Please quote exactly the lines below from the line containing "must not be" to the line containing "let Some(bracket) = find_blend_bracket(&self.stack, x)", both lines included, and nothing else.
○ ○ ○ ○ ○ ○ ○
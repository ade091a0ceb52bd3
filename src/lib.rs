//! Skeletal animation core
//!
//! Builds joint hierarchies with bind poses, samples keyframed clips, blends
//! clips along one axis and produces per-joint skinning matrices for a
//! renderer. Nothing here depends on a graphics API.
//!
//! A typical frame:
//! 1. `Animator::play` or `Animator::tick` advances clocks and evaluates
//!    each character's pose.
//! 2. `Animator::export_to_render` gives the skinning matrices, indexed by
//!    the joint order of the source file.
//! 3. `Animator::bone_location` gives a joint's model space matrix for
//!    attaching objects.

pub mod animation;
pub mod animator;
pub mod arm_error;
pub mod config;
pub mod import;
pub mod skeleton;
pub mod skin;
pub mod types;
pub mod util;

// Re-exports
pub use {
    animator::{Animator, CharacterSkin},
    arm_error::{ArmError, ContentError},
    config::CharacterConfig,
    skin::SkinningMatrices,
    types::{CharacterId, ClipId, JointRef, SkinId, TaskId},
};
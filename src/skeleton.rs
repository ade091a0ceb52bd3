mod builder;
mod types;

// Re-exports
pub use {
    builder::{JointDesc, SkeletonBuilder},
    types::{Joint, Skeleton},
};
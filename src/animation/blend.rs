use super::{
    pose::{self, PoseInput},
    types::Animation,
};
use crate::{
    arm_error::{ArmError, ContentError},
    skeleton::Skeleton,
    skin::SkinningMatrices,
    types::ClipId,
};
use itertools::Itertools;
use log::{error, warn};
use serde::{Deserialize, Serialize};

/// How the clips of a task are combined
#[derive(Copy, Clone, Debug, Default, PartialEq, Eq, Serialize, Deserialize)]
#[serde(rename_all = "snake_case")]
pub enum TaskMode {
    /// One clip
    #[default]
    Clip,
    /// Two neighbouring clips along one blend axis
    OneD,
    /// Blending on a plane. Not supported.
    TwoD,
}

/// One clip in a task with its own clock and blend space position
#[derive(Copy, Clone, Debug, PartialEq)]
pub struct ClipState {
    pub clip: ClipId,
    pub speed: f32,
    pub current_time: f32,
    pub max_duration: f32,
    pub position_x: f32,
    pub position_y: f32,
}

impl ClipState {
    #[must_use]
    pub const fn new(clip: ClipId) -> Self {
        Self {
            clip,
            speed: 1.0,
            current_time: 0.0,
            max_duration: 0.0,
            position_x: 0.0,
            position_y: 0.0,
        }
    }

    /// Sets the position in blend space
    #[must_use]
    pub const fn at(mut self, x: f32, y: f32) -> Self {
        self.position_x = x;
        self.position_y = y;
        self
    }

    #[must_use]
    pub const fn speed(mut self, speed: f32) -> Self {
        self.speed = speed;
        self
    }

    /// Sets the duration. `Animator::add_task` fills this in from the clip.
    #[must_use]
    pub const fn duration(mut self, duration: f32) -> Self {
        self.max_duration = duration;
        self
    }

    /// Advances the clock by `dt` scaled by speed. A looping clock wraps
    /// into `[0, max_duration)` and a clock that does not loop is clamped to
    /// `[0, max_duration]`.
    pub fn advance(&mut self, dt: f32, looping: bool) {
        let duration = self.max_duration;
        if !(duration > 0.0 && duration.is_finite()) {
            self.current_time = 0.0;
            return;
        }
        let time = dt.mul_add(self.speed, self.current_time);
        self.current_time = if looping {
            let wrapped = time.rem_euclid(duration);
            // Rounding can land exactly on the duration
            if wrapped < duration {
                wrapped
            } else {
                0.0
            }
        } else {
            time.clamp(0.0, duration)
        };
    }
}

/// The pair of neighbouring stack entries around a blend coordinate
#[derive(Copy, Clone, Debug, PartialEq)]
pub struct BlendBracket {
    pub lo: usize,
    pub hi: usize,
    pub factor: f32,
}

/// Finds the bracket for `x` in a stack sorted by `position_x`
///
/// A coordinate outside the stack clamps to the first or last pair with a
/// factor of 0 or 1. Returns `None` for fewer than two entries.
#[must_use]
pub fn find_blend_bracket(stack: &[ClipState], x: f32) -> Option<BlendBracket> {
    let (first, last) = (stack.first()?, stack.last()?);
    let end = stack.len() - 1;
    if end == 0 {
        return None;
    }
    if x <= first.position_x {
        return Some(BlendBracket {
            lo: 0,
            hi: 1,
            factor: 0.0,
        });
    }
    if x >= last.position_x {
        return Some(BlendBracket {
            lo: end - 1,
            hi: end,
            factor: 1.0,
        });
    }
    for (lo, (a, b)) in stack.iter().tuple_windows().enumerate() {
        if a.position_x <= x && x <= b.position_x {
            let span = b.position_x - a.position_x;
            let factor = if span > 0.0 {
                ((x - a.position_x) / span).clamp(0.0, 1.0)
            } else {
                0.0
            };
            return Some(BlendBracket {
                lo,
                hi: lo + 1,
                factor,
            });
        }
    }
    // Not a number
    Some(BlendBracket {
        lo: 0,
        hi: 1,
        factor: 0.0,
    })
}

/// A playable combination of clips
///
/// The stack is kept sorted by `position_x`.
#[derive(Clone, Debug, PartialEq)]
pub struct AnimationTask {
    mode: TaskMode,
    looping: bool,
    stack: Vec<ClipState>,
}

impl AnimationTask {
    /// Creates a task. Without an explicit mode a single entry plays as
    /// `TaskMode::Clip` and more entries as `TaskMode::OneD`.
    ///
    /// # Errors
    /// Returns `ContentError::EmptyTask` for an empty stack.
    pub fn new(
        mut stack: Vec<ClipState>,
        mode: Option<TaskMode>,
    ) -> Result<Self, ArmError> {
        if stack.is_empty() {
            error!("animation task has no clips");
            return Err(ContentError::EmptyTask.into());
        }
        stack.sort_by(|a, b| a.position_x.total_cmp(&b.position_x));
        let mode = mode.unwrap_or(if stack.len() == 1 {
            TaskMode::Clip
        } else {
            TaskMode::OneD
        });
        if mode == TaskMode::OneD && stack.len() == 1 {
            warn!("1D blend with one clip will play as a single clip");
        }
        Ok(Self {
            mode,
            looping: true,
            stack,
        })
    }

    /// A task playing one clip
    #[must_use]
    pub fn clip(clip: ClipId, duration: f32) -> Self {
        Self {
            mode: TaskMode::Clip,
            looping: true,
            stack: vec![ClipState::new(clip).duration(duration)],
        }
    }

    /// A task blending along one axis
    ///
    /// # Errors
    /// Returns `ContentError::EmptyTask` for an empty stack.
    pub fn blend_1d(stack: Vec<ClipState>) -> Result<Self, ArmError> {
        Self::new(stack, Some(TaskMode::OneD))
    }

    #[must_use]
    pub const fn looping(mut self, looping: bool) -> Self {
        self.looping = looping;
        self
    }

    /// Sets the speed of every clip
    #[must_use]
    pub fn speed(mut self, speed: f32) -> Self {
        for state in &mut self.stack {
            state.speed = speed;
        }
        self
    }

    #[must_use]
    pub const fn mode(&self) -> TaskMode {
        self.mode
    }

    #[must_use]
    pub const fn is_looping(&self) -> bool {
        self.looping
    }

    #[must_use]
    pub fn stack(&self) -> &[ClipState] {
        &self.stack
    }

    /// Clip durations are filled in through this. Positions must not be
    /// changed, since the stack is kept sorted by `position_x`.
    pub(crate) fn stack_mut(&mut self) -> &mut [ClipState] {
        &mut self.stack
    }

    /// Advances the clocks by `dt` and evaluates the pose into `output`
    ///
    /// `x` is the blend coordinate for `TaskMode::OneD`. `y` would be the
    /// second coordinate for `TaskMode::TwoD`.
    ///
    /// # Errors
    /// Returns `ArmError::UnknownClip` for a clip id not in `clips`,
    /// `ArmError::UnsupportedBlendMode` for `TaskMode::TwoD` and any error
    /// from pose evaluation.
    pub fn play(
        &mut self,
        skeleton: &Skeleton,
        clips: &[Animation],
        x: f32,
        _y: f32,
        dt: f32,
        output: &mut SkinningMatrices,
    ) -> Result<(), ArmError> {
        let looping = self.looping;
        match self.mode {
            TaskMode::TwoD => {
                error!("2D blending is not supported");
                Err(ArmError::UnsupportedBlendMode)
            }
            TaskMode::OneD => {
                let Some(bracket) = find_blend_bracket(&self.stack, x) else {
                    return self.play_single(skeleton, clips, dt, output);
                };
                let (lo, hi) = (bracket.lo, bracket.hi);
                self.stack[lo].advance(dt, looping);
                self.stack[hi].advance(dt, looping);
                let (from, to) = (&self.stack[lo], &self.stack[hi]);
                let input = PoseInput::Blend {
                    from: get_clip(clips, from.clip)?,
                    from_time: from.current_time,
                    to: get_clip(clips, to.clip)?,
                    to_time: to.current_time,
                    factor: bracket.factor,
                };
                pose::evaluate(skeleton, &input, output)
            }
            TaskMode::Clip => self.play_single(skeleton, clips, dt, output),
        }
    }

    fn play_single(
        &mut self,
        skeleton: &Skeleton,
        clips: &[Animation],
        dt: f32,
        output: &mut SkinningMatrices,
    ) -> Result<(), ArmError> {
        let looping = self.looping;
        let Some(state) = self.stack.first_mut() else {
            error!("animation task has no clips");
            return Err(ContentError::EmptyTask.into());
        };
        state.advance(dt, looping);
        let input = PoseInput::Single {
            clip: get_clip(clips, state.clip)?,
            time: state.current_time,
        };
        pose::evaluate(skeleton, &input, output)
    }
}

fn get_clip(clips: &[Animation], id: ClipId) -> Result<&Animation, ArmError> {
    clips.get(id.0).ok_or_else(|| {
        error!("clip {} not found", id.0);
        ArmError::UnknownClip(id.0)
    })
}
○ ○ ○ ○ ○ ○ ○
_WRITTEN RESPONSE_
    /// Clip durations are filled in through this. Positions must not be
    /// changed, since the stack is kept sorted by `position_x`.
    pub(crate) fn stack_mut(&mut self) -> &mut [ClipState] {
        &mut self.stack
    }

    /// Advances the clocks by `dt` and evaluates the pose into `output`
    ///
    /// `x` is the blend coordinate for `TaskMode::OneD`. `y` would be the
    /// second coordinate for `TaskMode::TwoD`.
    ///
    /// # Errors
    /// Returns `ArmError::UnknownClip` for a clip id not in `clips`,
    /// `ArmError::UnsupportedBlendMode` for `TaskMode::TwoD` and any error
    /// from pose evaluation.
    pub fn play(
        &mut self,
        skeleton: &Skeleton,
        clips: &[Animation],
        x: f32,
        _y: f32,
        dt: f32,
        output: &mut SkinningMatrices,
    ) -> Result<(), ArmError> {
        let looping = self.looping;
        match self.mode {
            TaskMode::TwoD => {
                error!("2D blending is not supported");
                Err(ArmError::UnsupportedBlendMode)
            }
            TaskMode::OneD => {
                let Some(bracket) = find_blend_bracket(&self.stack, x) else {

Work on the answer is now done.